Esta película fue de alguna forma el pasaje en mi vida al cine arte, a las películas de culto. De la mano de una dupla protagónica que podía ser pochoclera, el tono ya enrarecido de la trama y las imágenes surreales de la portada, me denotaban que acá había algo más. Estaba estudiando la carrera de actriz y empezaba a empaparme de películas más complejas, y en este caso la temática de las relaciones me interpelaba. Comenzaba a experimentar y a vislumbrar las vicisitudes de las relaciones vinculares adultas. Los adultos están llenos de tristeza y fobias, dice el personaje de la secretaria, alabando el trabajo que hace la empresa devolviéndole a las personas la posibilidad de volver a empezar limpios, como los niños.

Es que en la película hay una empresa que se ocupa de borrar personas del recuerdo. Y cuenta la historia de Clementine y Joel, una pareja que se separa y deciden borrarse. Como un intento de evitar el dolor, el duelo. Al comienzo de la película puede verse personas en la sala de espera, sentadas con cajas llenas de objetos asociados a la persona a olvidar. Lo material como puente al recuerdo y al olvido. Con mis veinte años esta película me dio vuelta la cabeza, mostraba muy bien la complejidad de la emocionalidad en esa etapa. Lo único constante es el cambio. Me alucinaba poder entender eso a esa edad. Desilusionaba pero a la vez tranquilizaba de alguna forma saber que lo perfecto en materia de vínculos no existía. Toda la idealización adolescente de la pareja, los amigos, caía y se transformaba en algo más real.

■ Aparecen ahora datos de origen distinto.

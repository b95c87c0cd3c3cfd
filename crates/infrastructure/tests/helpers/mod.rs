pub mod builders;
pub mod dns_server_mock;
pub mod memory_sockets;

pub use builders::*;
pub use dns_server_mock::*;
pub use memory_sockets::*;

De todas formas, lo que me pasó con Eterno resplandor fue mucho más que eso. Me impactó artísticamente. El guión perfecto de Charlie Kaufman, cómo está contada en una narrativa no lineal, las imágenes surrealistas transportándote a la historia a través de la sensorialidad. El funcionamiento de los recuerdos y la posibilidad de poder meterse en ellos, un recorrido a la propia línea de vida como una escenografía que visitar. Me fascinaba cómo un recuerdo se superpone con el otro y va invadiendo el anterior modificándolo: el efecto de la lluvia de otro recuerdo que se aparece en medio del living, o la cama en medio de la nieve. Los personajes huyendo de la máquina que borra, escondiéndose en los recuerdos más ocultos, los más oscuros, o vergonzosos, eran escenas que me alucinaban. Es que en medio del proceso de olvido el personaje de Joel se da cuenta que quiere detener el tratamiento y empieza a tratar de salirse del mapa del recuerdo marcado para que no lo puedan encontrar.

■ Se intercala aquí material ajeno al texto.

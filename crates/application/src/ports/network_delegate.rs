use netstack_domain::UrlRequest;
use std::path::Path;

/// Embedder policy consulted before any job touches local storage.
pub trait NetworkDelegate: Send + Sync {
    fn can_access_file(&self, request: &UrlRequest, path: &Path) -> bool;
}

Otro punto que me parece profundo que muestra la película, es cómo uno puede desconocerse a veces, recordando algo del pasado que ya no lo identifica en lo más mínimo: cómo ese yo del pasado es un yo-otro. Las actuaciones logran un nivel de intimidad muy verdadero y sutil. Muestran momentos cotidianos en la pareja que pueden llevar a la identificación rápidamente. Desde mi estudiante de actriz de ese entonces me fascinaba el laburo de Kate Winslet, y esa intimidad muy bien lograda que habían creado con Jim Carrey. Los personajes secundarios, los empleados freaks nerds, y el jefe, son espectaculares y cruciales luego para la trama. Es interesante que, aunque Joel y Clementine se borran, se vuelven a encontrar y nuevamente se sienten atraídos. Esa química inevitable, el rayo del que habla Cortázar.

Eterno resplandor es de esas películas que cada vez que me la cruzo en la tele o en una plataforma no puedo dejar de verla, no hay vez que no quiera verla. Tiene algo en su trama y forma que me atrapa. Ahora mismo, escribir esto fue una nueva excusa para verla otra vez.

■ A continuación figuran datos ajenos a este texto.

use super::error_job::UrlRequestErrorJob;
use super::file_protocol_handler::FileProtocolHandler;
use netstack_application::ports::{
    NetworkDelegate, ProtocolHandler, UrlRequestJob, UrlRequestJobFactory,
};
use netstack_domain::{NetError, UrlRequest};
use std::collections::HashMap;
use std::sync::Arc;
use tracing::debug;

/// Maps URL schemes to the handler that builds their jobs.
#[derive(Default)]
pub struct ProtocolDispatcher {
    handlers: HashMap<String, Arc<dyn ProtocolHandler>>,
}

impl ProtocolDispatcher {
    pub fn new() -> Self {
        Self::default()
    }

    /// Dispatcher with the `file:` handler registered.
    pub fn create_default() -> Self {
        let mut dispatcher = Self::new();
        dispatcher.register("file", Arc::new(FileProtocolHandler::new()));
        dispatcher
    }

    /// Replaces any handler already registered for `scheme`.
    pub fn register(&mut self, scheme: &str, handler: Arc<dyn ProtocolHandler>) {
        self.handlers.insert(scheme.to_ascii_lowercase(), handler);
    }

    pub fn dispatch(
        &self,
        request: &UrlRequest,
        network_delegate: Option<&dyn NetworkDelegate>,
    ) -> Box<dyn UrlRequestJob> {
        match self.handlers.get(request.scheme()) {
            Some(handler) => handler.maybe_create_job(request, network_delegate),
            None => {
                debug!(url = %request, scheme = request.scheme(), "Unknown URL scheme");
                Box::new(UrlRequestErrorJob::new(NetError::UnknownUrlScheme))
            }
        }
    }
}

impl UrlRequestJobFactory for ProtocolDispatcher {
    fn create_job(
        &self,
        request: &UrlRequest,
        network_delegate: Option<&dyn NetworkDelegate>,
    ) -> Box<dyn UrlRequestJob> {
        self.dispatch(request, network_delegate)
    }

    fn is_handled_scheme(&self, scheme: &str) -> bool {
        self.handlers.contains_key(&scheme.to_ascii_lowercase())
    }
}
use super::socket_pool::{DnsSocketPool, PooledSocket};
use netstack_application::ports::RandIntFn;
use netstack_domain::{DnsConfig, DomainError};
use std::sync::atomic::{AtomicUsize, Ordering};
use std::sync::Arc;
use std::time::Duration;

/// Everything transactions of one configuration share: the validated
/// config, the socket pool and the randomness source for query IDs.
///
/// Built by the client for every accepted configuration and never mutated
/// afterwards, apart from the rotation cursor.
pub struct DnsSession {
    config: DnsConfig,
    socket_pool: Arc<DnsSocketPool>,
    rand_int: RandIntFn,
    next_server: AtomicUsize,
}

impl DnsSession {
    pub fn new(config: DnsConfig, socket_pool: Arc<DnsSocketPool>, rand_int: RandIntFn) -> Self {
        Self {
            config,
            socket_pool,
            rand_int,
            next_server: AtomicUsize::new(0),
        }
    }

    pub fn config(&self) -> &DnsConfig {
        &self.config
    }

    pub fn socket_pool(&self) -> &Arc<DnsSocketPool> {
        &self.socket_pool
    }

    /// Fresh query ID. Fails when the random source fails or answers
    /// outside the requested range.
    pub fn next_query_id(&self) -> Result<u16, DomainError> {
        (self.rand_int)(0, u16::MAX as i32)
            .and_then(|id| u16::try_from(id).ok())
            .ok_or_else(|| DomainError::IoError("random source unavailable".to_string()))
    }

    /// Server that the next transaction starts with. Always the first one
    /// unless `rotate` is set.
    pub fn next_first_server_index(&self) -> usize {
        if !self.config.rotate || self.config.nameservers.is_empty() {
            return 0;
        }
        self.next_server.fetch_add(1, Ordering::Relaxed) % self.config.nameservers.len()
    }

    /// Timeout for attempt `attempt`: the base timeout doubles after every
    /// full round over the servers, capped at the configured maximum.
    pub fn next_timeout(&self, attempt: usize) -> Duration {
        let servers = self.config.nameservers.len().max(1);
        let round = (attempt / servers) as u32;
        let factor = 1u64.checked_shl(round).unwrap_or(u64::MAX);
        let millis = self
            .config
            .timeout_ms
            .saturating_mul(factor)
            .min(self.config.max_timeout_ms);
        Duration::from_millis(millis)
    }

    pub fn allocate_socket(&self, server_index: usize) -> Result<PooledSocket, DomainError> {
        let server = self
            .config
            .nameservers
            .get(server_index)
            .copied()
            .ok_or(DomainError::NoConfiguration)?;
        self.socket_pool.acquire(server)
    }
}

impl std::fmt::Debug for DnsSession {
    fn fmt(&self, f: &mut std::fmt::Formatter<'_>) -> std::fmt::Result {
        f.debug_struct("DnsSession")
            .field("nameservers", &self.config.nameservers)
            .field("pool", &self.socket_pool.stats())
            .finish()
    }
}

Laura Correa es dramaturga egresada de la Escuela Metropolitana de Arte Dramático. Se formó también de forma independiente, en los talleres de Mauricio Kartun, Ricardo Monti, y Ariel Farace. Es actriz y profesora de teatro, egresada de Andamio 90. Se desempeña como docente en la Universidad de Buenos Aires, dirigiendo la Compañia de Teatro del Carlos Pellegrini. En 2015 estrenó su unipersonal Bolada, drama folk, dirigida por Juan Mako, y como dramaturga y directora presentó Marchita en 2019. Publicó sus primeros relatos en el libro Aquí es bueno y fresco (2021). Actualmente se ecuentra en cartel su obra Parrandera ́s: epifanía de un rapto: en el Abasto Social Club, viernes a las 21.